A água brande o espírito na solidão,
solidão bivalente, a muito amiga, agora degenerativa.
Momento mais propício para reclusão, preguiça e introspecção.
No momento agora a solidão tumular do humilde poeta
é lavada por gotas que não findam com a morte.
Fluxo natural, independente da minha ou da sua solidão,
até mesmo da mútua convivência e cooperação.
Pouco sábias são as retinas que pensam compreender
somente aquilo pelo qual se pode ver,
assim como um sorriso não revela angústia,
um choro não revelará desprazer.
Refletir a cerca da solidão num dia cinzento e úmido
é em demasia perigoso, pensá-la por si só Implica ter uma autoconsciência
para fugir a seu ardiloso labirinto.
Não fora a chuva causadora da tristeza,
menos ainda o nublado e a gota de chuva,
tampouco fora o sol o motivo da alegria.
Deveras lembrar que uns preferem por hora e outra adentrar a caverna,
enquanto que outros se comprazem somente em dela sair.
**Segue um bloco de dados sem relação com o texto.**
// Adapters: concrete record sources behind the RecordSource port.

pub mod file_source;
pub mod http_source;
pub mod mapping;
pub mod sample;

pub use file_source::FileRecordSource;
pub use http_source::HttpRecordSource;
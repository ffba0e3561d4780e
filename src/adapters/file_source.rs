use crate::adapters::mapping::records_from_json;
use crate::domain::model::{Record, RecordKind};
use crate::domain::ports::{RecordSource, Storage};
use crate::utils::error::{FetchError, QualityError};
use async_trait::async_trait;
use serde_json::Value;

const REGULATORY_UPDATE_KEYS: &[&str] = &["regulatoryUpdates", "regulatory_updates"];
const LEGAL_CASE_KEYS: &[&str] = &["legalCases", "legal_cases"];
const KNOWLEDGE_ARTICLE_KEYS: &[&str] = &["knowledgeArticles", "knowledge_articles"];

/// Reads a JSON snapshot through [`Storage`].
///
/// The file is either a bare array of regulatory updates or an object with
/// `regulatoryUpdates`, `legalCases` and `knowledgeArticles` arrays.
pub struct FileRecordSource<S: Storage> {
    storage: S,
    path: String,
}

impl<S: Storage> FileRecordSource<S> {
    pub fn new(storage: S, path: impl Into<String>) -> Self {
        Self {
            storage,
            path: path.into(),
        }
    }

    async fn load(&self) -> Result<Value, FetchError> {
        let bytes = self
            .storage
            .read_file(&self.path)
            .await
            .map_err(|e| match e {
                QualityError::IoError(source) => FetchError::Io {
                    path: self.path.clone(),
                    source,
                },
                other => FetchError::Decode {
                    origin: self.path.clone(),
                    message: other.to_string(),
                },
            })?;

        serde_json::from_slice(&bytes).map_err(|e| FetchError::Decode {
            origin: self.path.clone(),
            message: e.to_string(),
        })
    }

    async fn section(&self, keys: &[&str], kind: RecordKind) -> Result<Vec<Record>, FetchError> {
        let document = self.load().await?;

        let records = match &document {
            Value::Array(_) if kind == RecordKind::RegulatoryUpdate => {
                records_from_json(&document, kind)
            }
            Value::Array(_) => Vec::new(),
            Value::Object(obj) => keys
                .iter()
                .find_map(|key| obj.get(*key))
                .map(|section| records_from_json(section, kind))
                .unwrap_or_default(),
            other => {
                return Err(FetchError::Decode {
                    origin: self.path.clone(),
                    message: format!("expected a JSON array or object, got {}", other),
                })
            }
        };

        tracing::debug!("Read {} {:?} records from {}", records.len(), kind, self.path);
        Ok(records)
    }
}

#[async_trait]
impl<S: Storage> RecordSource for FileRecordSource<S> {
    fn describe(&self) -> String {
        format!("file {}", self.path)
    }

    async fn get_all_regulatory_updates(&self) -> Result<Vec<Record>, FetchError> {
        self.section(REGULATORY_UPDATE_KEYS, RecordKind::RegulatoryUpdate)
            .await
    }

    async fn get_all_legal_cases(&self) -> Result<Vec<Record>, FetchError> {
        self.section(LEGAL_CASE_KEYS, RecordKind::LegalCase).await
    }

    async fn get_all_knowledge_articles(&self) -> Result<Vec<Record>, FetchError> {
        self.section(KNOWLEDGE_ARTICLE_KEYS, RecordKind::KnowledgeArticle)
            .await
    }
}
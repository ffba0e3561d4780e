pub mod cache;
pub mod error;
pub mod logger;
pub mod monitor;
pub mod validation;
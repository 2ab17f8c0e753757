use crate::api::{ApiServer, MeetingApiState};
use crate::config::Config;
use crate::global;
use crate::meeting::EndMeetingMachine;
use crate::notify::{HttpSummaryMailer, SummaryMailer};
use crate::presence::{HttpRoomPresence, NoPresence, RoomPresence};
use crate::store::{MeetingStore, SqliteMeetingStore};
use crate::summary::{ChatCompletionProvider, CompletionProvider, SummaryPipeline};
use anyhow::Result;
use std::sync::Arc;
use std::time::Duration;
use tracing::{info, warn};

pub async fn run_service() -> Result<()> {
    info!("Starting wrapup service");

    let config = Config::load()?;

    let db_path = global::db_file()?;
    // Run migrations once up front so the first request doesn't pay for them.
    tokio::task::spawn_blocking({
        let db_path = db_path.clone();
        move || crate::store::open_db(&db_path).map(|_| ())
    })
    .await??;

    let store: Arc<dyn MeetingStore> = Arc::new(SqliteMeetingStore::new(db_path));

    let provider = build_completion_provider(&config)?;
    if !provider.is_available() {
        warn!("No AI API key configured; summaries will use the heuristic fallback");
    }

    let mailer: Arc<dyn SummaryMailer> = Arc::new(HttpSummaryMailer::new(
        config.mail.endpoint.clone(),
        config.mail.api_key.clone(),
        config.mail.from_address.clone(),
    ));

    let presence: Arc<dyn RoomPresence> = if config.presence.base_url.is_empty() {
        info!("No presence service configured; end signals are always honored");
        Arc::new(NoPresence)
    } else {
        Arc::new(HttpRoomPresence::new(config.presence.base_url.clone()))
    };

    let machine = Arc::new(EndMeetingMachine::new(
        store.clone(),
        SummaryPipeline::new(provider),
        mailer,
        presence,
    ));

    let server = ApiServer::new(config.server.port, MeetingApiState { machine, store });
    server.start().await
}

fn build_completion_provider(config: &Config) -> Result<Box<dyn CompletionProvider>> {
    let provider = ChatCompletionProvider::new(
        config.ai.api_key.clone().unwrap_or_default(),
        config.ai.endpoint.clone(),
        config.ai.model.clone(),
        Duration::from_secs(config.ai.timeout_seconds),
    )?;
    Ok(Box::new(provider))
}
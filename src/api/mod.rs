//! REST API server for wrapup.
//!
//! Provides HTTP endpoints for:
//! - Meeting session lifecycle (start/end)
//! - Meeting history reads

pub mod error;
pub mod routes;

use anyhow::Result;
use axum::{response::Json, routing::get, Router};
use serde_json::{json, Value};
use tower::ServiceBuilder;
use tracing::info;

pub use routes::meetings::MeetingApiState;

pub struct ApiServer {
    port: u16,
    state: MeetingApiState,
}

impl ApiServer {
    pub fn new(port: u16, state: MeetingApiState) -> Self {
        Self { port, state }
    }

    pub async fn start(self) -> Result<()> {
        let app = Router::new()
            .route("/", get(status))
            .route("/version", get(version))
            .merge(routes::meetings::router(self.state))
            .layer(ServiceBuilder::new());

        let listener = tokio::net::TcpListener::bind(&format!("127.0.0.1:{}", self.port)).await?;

        info!("API server listening on http://127.0.0.1:{}", self.port);
        info!("Endpoints:");
        info!("  GET  /                          - Service info");
        info!("  GET  /version                   - Version info");
        info!("  POST /meetings/:room_name/start - Start a meeting session");
        info!("  POST /meetings/:room_name/end   - End a meeting session");
        info!("  GET  /meetings                  - List meetings");
        info!("  GET  /meetings/:id              - Get a single meeting");

        axum::serve(listener, app).await?;

        Ok(())
    }
}

async fn status() -> Json<Value> {
    Json(json!({
        "service": "wrapup",
        "version": env!("CARGO_PKG_VERSION"),
        "status": "running"
    }))
}

async fn version() -> Json<Value> {
    Json(json!({
        "version": env!("CARGO_PKG_VERSION"),
        "name": "wrapup"
    }))
}
//! Meeting record persistence.
//!
//! CRUD plus the compare-and-set end transition, raw SQL with rusqlite.
//! Participants, transcripts and the summary are stored as JSON text.

use anyhow::{bail, Context, Result};
use chrono::{DateTime, Utc};
use rusqlite::{params, Connection, OptionalExtension, Row};

use super::{EndPatch, MeetingPatch};
use crate::meeting::record::{MeetingRecord, MeetingStatus};

const SELECT_COLUMNS: &str = "id, room_name, status, started_at, ended_at, duration_minutes, \
     participants, transcripts, summary";

/// Repository for meeting records.
pub struct MeetingRepository;

impl MeetingRepository {
    pub fn insert(conn: &Connection, meeting: &MeetingRecord) -> Result<()> {
        conn.execute(
            "INSERT INTO meetings (id, room_name, status, started_at, ended_at, \
             duration_minutes, participants, transcripts, summary) \
             VALUES (?1, ?2, ?3, ?4, ?5, ?6, ?7, ?8, ?9)",
            params![
                meeting.id,
                meeting.room_name,
                meeting.status.as_str(),
                meeting.started_at.to_rfc3339(),
                meeting.ended_at.map(|t| t.to_rfc3339()),
                meeting.duration_minutes,
                serde_json::to_string(&meeting.participants)?,
                serde_json::to_string(&meeting.transcripts)?,
                meeting
                    .summary
                    .as_ref()
                    .map(serde_json::to_string)
                    .transpose()?,
            ],
        )
        .context("Failed to insert meeting")?;
        Ok(())
    }

    pub fn get(conn: &Connection, id: &str) -> Result<Option<MeetingRecord>> {
        let row = conn
            .query_row(
                &format!("SELECT {SELECT_COLUMNS} FROM meetings WHERE id = ?1"),
                params![id],
                raw_row,
            )
            .optional()
            .context("Failed to query meeting")?;

        row.map(RawMeetingRow::into_record).transpose()
    }

    /// The newest meeting in a room that has not yet settled its end
    /// transition. Used when an end signal carries no meeting id.
    pub fn find_active(conn: &Connection, room_name: &str) -> Result<Option<MeetingRecord>> {
        let row = conn
            .query_row(
                &format!(
                    "SELECT {SELECT_COLUMNS} FROM meetings \
                     WHERE room_name = ?1 AND status IN ('active', 'ending') \
                     ORDER BY started_at DESC LIMIT 1"
                ),
                params![room_name],
                raw_row,
            )
            .optional()
            .context("Failed to query active meeting")?;

        row.map(RawMeetingRow::into_record).transpose()
    }

    /// Compare-and-set end transition. The write no-ops when another writer
    /// already moved the meeting past `ending`; in that case `None` is
    /// returned and the record is left untouched.
    pub fn atomic_end(
        conn: &Connection,
        id: &str,
        patch: &EndPatch,
    ) -> Result<Option<MeetingRecord>> {
        let rows = conn
            .execute(
                "UPDATE meetings SET status = 'ended', ended_at = ?1, duration_minutes = ?2, \
                 participants = ?3, transcripts = ?4 \
                 WHERE id = ?5 AND status IN ('active', 'ending')",
                params![
                    patch.ended_at.to_rfc3339(),
                    patch.duration_minutes,
                    serde_json::to_string(&patch.participants)?,
                    serde_json::to_string(&patch.transcripts)?,
                    id,
                ],
            )
            .context("Failed to write meeting end transition")?;

        if rows == 0 {
            return Ok(None);
        }
        Self::get(conn, id)
    }

    pub fn update(conn: &Connection, id: &str, patch: &MeetingPatch) -> Result<MeetingRecord> {
        let Some(current) = Self::get(conn, id)? else {
            bail!("Meeting {} not found", id);
        };

        if let Some(next) = patch.status {
            if !current.status.can_advance_to(next) {
                bail!(
                    "Meeting {} status cannot move from {} to {}",
                    id,
                    current.status.as_str(),
                    next.as_str()
                );
            }
            conn.execute(
                "UPDATE meetings SET status = ?1 WHERE id = ?2",
                params![next.as_str(), id],
            )
            .context("Failed to update meeting status")?;
        }

        if let Some(summary) = &patch.summary {
            // Summaries are write-once; regeneration is not supported.
            if current.summary.is_some() {
                bail!("Meeting {} already has a summary", id);
            }
            conn.execute(
                "UPDATE meetings SET summary = ?1 WHERE id = ?2",
                params![serde_json::to_string(summary)?, id],
            )
            .context("Failed to attach meeting summary")?;
        }

        match Self::get(conn, id)? {
            Some(updated) => Ok(updated),
            None => bail!("Meeting {} disappeared during update", id),
        }
    }

    pub fn delete(conn: &Connection, id: &str) -> Result<bool> {
        let rows = conn
            .execute("DELETE FROM meetings WHERE id = ?1", params![id])
            .context("Failed to delete meeting")?;
        Ok(rows > 0)
    }

    /// List meetings, newest first.
    pub fn list(conn: &Connection, limit: usize) -> Result<Vec<MeetingRecord>> {
        let mut stmt = conn
            .prepare(&format!(
                "SELECT {SELECT_COLUMNS} FROM meetings \
                 ORDER BY started_at DESC, id DESC LIMIT ?1"
            ))
            .context("Failed to prepare meetings list query")?;

        let rows = stmt
            .query_map(params![limit as i64], raw_row)
            .context("Failed to list meetings")?;

        let mut meetings = Vec::new();
        for row in rows {
            meetings.push(row?.into_record()?);
        }
        Ok(meetings)
    }
}

/// Row as stored: strings and JSON blobs, decoded outside the rusqlite
/// closure so decoding errors surface as anyhow errors.
struct RawMeetingRow {
    id: String,
    room_name: String,
    status: String,
    started_at: String,
    ended_at: Option<String>,
    duration_minutes: i64,
    participants: String,
    transcripts: String,
    summary: Option<String>,
}

fn raw_row(row: &Row<'_>) -> rusqlite::Result<RawMeetingRow> {
    Ok(RawMeetingRow {
        id: row.get(0)?,
        room_name: row.get(1)?,
        status: row.get(2)?,
        started_at: row.get(3)?,
        ended_at: row.get(4)?,
        duration_minutes: row.get(5)?,
        participants: row.get(6)?,
        transcripts: row.get(7)?,
        summary: row.get(8)?,
    })
}

impl RawMeetingRow {
    fn into_record(self) -> Result<MeetingRecord> {
        Ok(MeetingRecord {
            status: MeetingStatus::from_str(&self.status)?,
            started_at: parse_timestamp(&self.started_at)?,
            ended_at: self.ended_at.as_deref().map(parse_timestamp).transpose()?,
            duration_minutes: self.duration_minutes,
            participants: serde_json::from_str(&self.participants)
                .context("Failed to decode participants column")?,
            transcripts: serde_json::from_str(&self.transcripts)
                .context("Failed to decode transcripts column")?,
            summary: self
                .summary
                .as_deref()
                .map(serde_json::from_str)
                .transpose()
                .context("Failed to decode summary column")?,
            id: self.id,
            room_name: self.room_name,
        })
    }
}

fn parse_timestamp(raw: &str) -> Result<DateTime<Utc>> {
    Ok(DateTime::parse_from_rfc3339(raw)
        .with_context(|| format!("Invalid timestamp in meetings table: {}", raw))?
        .with_timezone(&Utc))
}
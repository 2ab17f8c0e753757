use anyhow::Result;
use clap::Parser;
use tracing_subscriber::EnvFilter;
use wrapup::{
    app,
    cli::{Cli, CliCommand},
};

#[tokio::main]
async fn main() -> Result<()> {
    let cli = Cli::parse();
    let log_level = if cli.verbose { "debug" } else { "info" };
    let env_filter = EnvFilter::try_new(log_level).unwrap_or_else(|_| EnvFilter::new("info"));

    tracing_subscriber::fmt().with_env_filter(env_filter).init();

    match cli.command {
        Some(CliCommand::Version) => {
            println!("wrapup {}", env!("CARGO_PKG_VERSION"));
            return Ok(());
        }
        None => {}
    }

    app::run_service().await
}
use anyhow::{anyhow, Context, Result};
use std::path::PathBuf;

const APP_DIR: &str = "wrapup";

pub fn config_dir() -> Result<PathBuf> {
    dirs::config_dir()
        .map(|dir| dir.join(APP_DIR))
        .context("Unable to determine config directory")
}

pub fn config_file() -> Result<PathBuf> {
    Ok(config_dir()?.join("config.toml"))
}

pub fn data_dir() -> Result<PathBuf> {
    if let Some(dir) = dirs::data_dir() {
        return Ok(dir.join(APP_DIR));
    }
    if let Some(home) = dirs::home_dir() {
        return Ok(home.join(".local").join("share").join(APP_DIR));
    }
    Err(anyhow!("Unable to determine data directory"))
}

pub fn db_file() -> Result<PathBuf> {
    Ok(data_dir()?.join("wrapup.db"))
}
O teor pálido da tempestade também acalma,
momento em que se adentra o local de poucos, é propício ao âmago.
Enquanto o frívolo simulacro do sol lateja
na mente rotineira, implorando por exterioridade,
se esquece da pertinência de considerar a solidão natural.
Para que esta não corroa os ossos, como a ferrugem corrói o ferro.
Ainda que meditá-la seja tarefa árdua,
tão mais o é ignorá-la. Fazê-lo seria o mesmo que duvidar
que pela janela há de, no instante agora, gotejar?